Defisit APBN Mengecil, Penerimaan Negara Rp 101,4 Triliun di Januari
Defisit APBN Mengecil, Penerimaan Negara Rp 101,4 Triliun di Januari |
Defisit anggaran mengecil lantaran penerimaan negara tercatat Rp 101,4 triliun atau tumbuh 14,7% dibandingkan periode sama tahun lalu. Sedangkan belanja negara tumbuh 3,86% menjadi Rp 138,41 triliun. Adapun tahun ini, pemerintah membidik defisit anggaran Rp 325,94 triliun atau 2,19% terhadap PDB.
Menteri Keuangan Sri Mulyani Indrawati menjelaskan besarnya penerimaan negara utamanya disokong oleh penerimaan perpajakan. “Penerimaan Perpajakan tumbuh 11,4% dibandingkan tahun 2017, dengan realisasi sebesar Rp 82,47 triliun," kata dia di kantornya, Jakarta, Selasa (20/2). (Baca juga: Pertumbuhan Pajak Januari Capai 11%, Tertinggi Dalam Empat Tahun)
Sementara itu, realisasi belanja negara meliputi belanja pemerintah pusat sebesar Rp 63,77 triliun dan Transfer ke Daerah dan Dana Desa (TKDD) sebesar Rp74,63 triliun. Adapun realisasi belanja pemerintah pusat meningkat 10,68% dibandingkan periode sama tahun lalu imbas tingginya realisasi belanja modal dan bantuan sosial.
Sri Mulyani menjelaskan, seiring dengan penurunan defisit anggaran, defisit keseimbangan primer turun menjadi Rp 13,9 triliun dari periode sama tahun lalu Rp 22,2 triliun. Keseimbangan primer adalah total penerimaan negara dikurangi belanja, di luar pembayaran bunga utang.
Pemerintah membidik defisit keseimbangan primer turun secara bertahap hingga nol atau bahkan surplus. Dengan begitu, kualitas anggaran menjadi lebih baik sebab pemerintah tidak lagi menarik utang untuk membayar bunga utang.
Sesuai ketentuan, defisit anggaran ditambal oleh pembiayaan, utamanya dari penerbitan surat utang. Hingga akhir Januari, realisasi pembiayaan tercatat Rp 21,8 triliun.
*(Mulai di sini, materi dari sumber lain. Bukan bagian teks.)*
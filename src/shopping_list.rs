//! # Shopping List Generation
//!
//! This module ties the pipeline together: every ingredient of every recipe
//! is parsed, cleaned, standardized and aggregated, and each resulting bucket
//! becomes one categorized, human readable [`ShoppingListItem`].
//!
//! ## Features
//!
//! - Free text and structured ingredient entries
//! - Cross-recipe consolidation in milliliters, grams or counts
//! - Optional scaling of every recipe to a target number of servings
//! - Stable ordering by category, then name
//! - Plain text rendering grouped by category
//!
//! ## Usage
//!
//! ```rust
//! use grocery::ingredient_model::{RawIngredient, Recipe};
//! use grocery::shopping_list::generate_shopping_list;
//!
//! let recipes = vec![
//!     Recipe::new("bread").with_ingredient(RawIngredient::text("1 cup flour")),
//!     Recipe::new("cake").with_ingredient(RawIngredient::text("2 cups flour")),
//! ];
//!
//! let items = generate_shopping_list(&recipes);
//! assert_eq!(items.len(), 1);
//! assert_eq!(items[0].formatted_amount, "3");
//! assert_eq!(items[0].unit, "cup");
//! ```

use crate::aggregator::{AggregatedBucket, Aggregator};
use crate::categorizer::categorize;
use crate::display_formatter::present;
use crate::engine_config::EngineConfig;
use crate::ingredient_model::{
    Category, RawIngredient, Recipe, ShoppingList, ShoppingListItem, StandardizedIngredient,
};
use crate::ingredient_parser::parse_raw_ingredient;
use crate::name_cleaner::clean_ingredient_name;
use crate::reference_tables::is_liquid;
use crate::unit_converter::convert_to_standard;
use crate::unit_normalizer::normalize_unit;
use log::{debug, info, warn};
use rand::Rng;
use std::collections::HashSet;
use std::fmt::Write;

/// Consolidates recipes into a shopping list
#[derive(Debug, Clone, Default)]
pub struct ShoppingListGenerator {
    config: EngineConfig,
}

impl ShoppingListGenerator {
    /// Create a generator with the default configuration
    pub fn new() -> Self {
        Self::with_config(EngineConfig::default())
    }

    /// Create a generator with a custom configuration
    pub fn with_config(config: EngineConfig) -> Self {
        debug!(
            "Creating ShoppingListGenerator: merge_policy={:?}, target_servings={:?}",
            config.merge_policy, config.target_servings
        );
        Self { config }
    }

    pub fn config(&self) -> &EngineConfig {
        &self.config
    }

    /// Parse, clean and standardize every ingredient of every recipe
    ///
    /// Entries without a usable name or with a non-positive amount are skipped.
    pub fn standardize(&self, recipes: &[Recipe]) -> Vec<StandardizedIngredient> {
        let mut standardized = Vec::new();

        for (index, recipe) in recipes.iter().enumerate() {
            let recipe_id = recipe.identifier(index);
            if recipe.ingredients.is_empty() {
                match recipe.title.as_deref() {
                    Some(title) => {
                        warn!("No ingredients found for recipe {} ('{}')", recipe_id, title)
                    }
                    None => warn!("No ingredients found for recipe {}", recipe_id),
                }
                continue;
            }

            let scale = self.scale_for(recipe);
            for raw in &recipe.ingredients {
                if let Some(ingredient) = self.standardize_ingredient(raw, &recipe_id, scale) {
                    standardized.push(ingredient);
                }
            }
        }

        standardized
    }

    /// Aggregate standardized ingredients into buckets
    pub fn aggregate(&self, recipes: &[Recipe]) -> Vec<AggregatedBucket> {
        let mut aggregator = Aggregator::new(self.config.merge_policy);
        aggregator.extend(self.standardize(recipes));
        aggregator.into_buckets()
    }

    /// Generate the consolidated shopping list items
    ///
    /// # Arguments
    ///
    /// * `recipes` - Recipes to consolidate, in any order
    ///
    /// # Returns
    ///
    /// Items sorted by category label, then by name. Empty input yields an empty list.
    pub fn generate(&self, recipes: &[Recipe]) -> Vec<ShoppingListItem> {
        if recipes.is_empty() {
            warn!("No recipes provided for shopping list generation");
            return Vec::new();
        }

        let buckets = self.aggregate(recipes);
        let mut ids = HashSet::with_capacity(buckets.len());
        let mut items: Vec<ShoppingListItem> = buckets
            .iter()
            .map(|bucket| self.to_item(bucket, unique_item_id(&mut ids)))
            .collect();

        items.sort_by(|a, b| {
            a.category
                .label()
                .cmp(b.category.label())
                .then_with(|| a.name.cmp(&b.name))
        });

        info!(
            "Generated {} shopping list items from {} recipes",
            items.len(),
            recipes.len()
        );
        items
    }

    /// Generate the items and wrap them with per-category statistics
    pub fn build(&self, recipes: &[Recipe]) -> ShoppingList {
        ShoppingList::from_items(self.generate(recipes))
    }

    fn scale_for(&self, recipe: &Recipe) -> f64 {
        match self.config.target_servings {
            Some(target) => target / recipe.effective_servings(),
            None => 1.0,
        }
    }

    fn standardize_ingredient(
        &self,
        raw: &RawIngredient,
        recipe_id: &str,
        scale: f64,
    ) -> Option<StandardizedIngredient> {
        let parsed = parse_raw_ingredient(raw);
        if parsed.name.trim().is_empty() {
            debug!("Skipping ingredient without a name in recipe {}", recipe_id);
            return None;
        }

        let amount = parsed.amount * scale;
        if !amount.is_finite() || amount <= 0.0 {
            debug!(
                "Skipping '{}' in recipe {}: amount {} is not positive",
                parsed.name, recipe_id, amount
            );
            return None;
        }

        let name = truncate_name(&parsed.name, self.config.max_name_length);
        let cleaned = clean_ingredient_name(&name);
        let unit = normalize_unit(&parsed.unit, &cleaned.key);
        let (std_quantity, std_unit) = convert_to_standard(amount, &unit, &cleaned.key);

        Some(StandardizedIngredient {
            is_liquid: is_liquid(&cleaned.key),
            normalized_name: cleaned.key,
            clean_name: cleaned.display,
            std_quantity,
            std_unit,
            original_unit: parsed.unit,
            source_recipe_id: recipe_id.to_string(),
        })
    }

    fn to_item(&self, bucket: &AggregatedBucket, id: String) -> ShoppingListItem {
        let presentation = present(bucket, self.config.fraction_tolerance);

        ShoppingListItem {
            id,
            name: bucket.clean_name.clone(),
            amount: presentation.amount,
            formatted_amount: presentation.formatted_amount,
            unit: presentation.unit.token().to_string(),
            display_text: presentation.display_text,
            category: categorize(&bucket.normalized_name),
            checked: false,
            standardized_display: presentation.standardized_display,
            recipe_ids: bucket.recipe_ids.iter().cloned().collect(),
        }
    }
}

/// Generate a shopping list with the default configuration
pub fn generate_shopping_list(recipes: &[Recipe]) -> Vec<ShoppingListItem> {
    ShoppingListGenerator::new().generate(recipes)
}

/// Render a shopping list as plain text, grouped by category
///
/// ```text
/// Baking & Spices (2)
/// - 3 cup All-purpose Flour
/// - [x] 1/2 tsp Salt
/// ```
pub fn render_text(list: &ShoppingList) -> String {
    let mut output = String::new();
    let mut current: Option<Category> = None;

    for item in &list.items {
        if current != Some(item.category) {
            if current.is_some() {
                output.push('\n');
            }
            let _ = writeln!(
                output,
                "{} ({})",
                item.category,
                list.category_count(item.category)
            );
            current = Some(item.category);
        }

        let marker = if item.checked { "[x] " } else { "" };
        let _ = writeln!(output, "- {}{}", marker, item.display_text);
    }

    output
}

/// Shorten a name to at most `max_length` characters, cutting at a word boundary
fn truncate_name(name: &str, max_length: usize) -> String {
    if name.chars().count() <= max_length {
        return name.to_string();
    }

    let cut: String = name.chars().take(max_length).collect();
    let truncated = match cut.rfind(char::is_whitespace) {
        Some(boundary) if boundary > 0 => cut[..boundary].trim_end().to_string(),
        _ => cut,
    };

    warn!(
        "Ingredient name longer than {} characters truncated to '{}'",
        max_length, truncated
    );
    truncated
}

/// Random 8 hex digit id not yet present in `taken`
fn unique_item_id(taken: &mut HashSet<String>) -> String {
    let mut rng = rand::thread_rng();
    loop {
        let id = format!("{:08x}", rng.gen::<u32>());
        if taken.insert(id.clone()) {
            return id;
        }
    }
}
Dengan perkembangan tersebut, rasio utang diklaim masih aman. (Baca juga: Tertinggi dalam 4 Tahun, Utang Luar Negeri Pemerintah 2017 Naik 14%)
"Posisi utang akhir Januari 2018 sekitar 29% dari PDB. Pemerintah tetap menjaga pada level yang aman dengan menjaga risiko atas nilai tukar dan perubahan suku bunga," kata Sri Mulyani.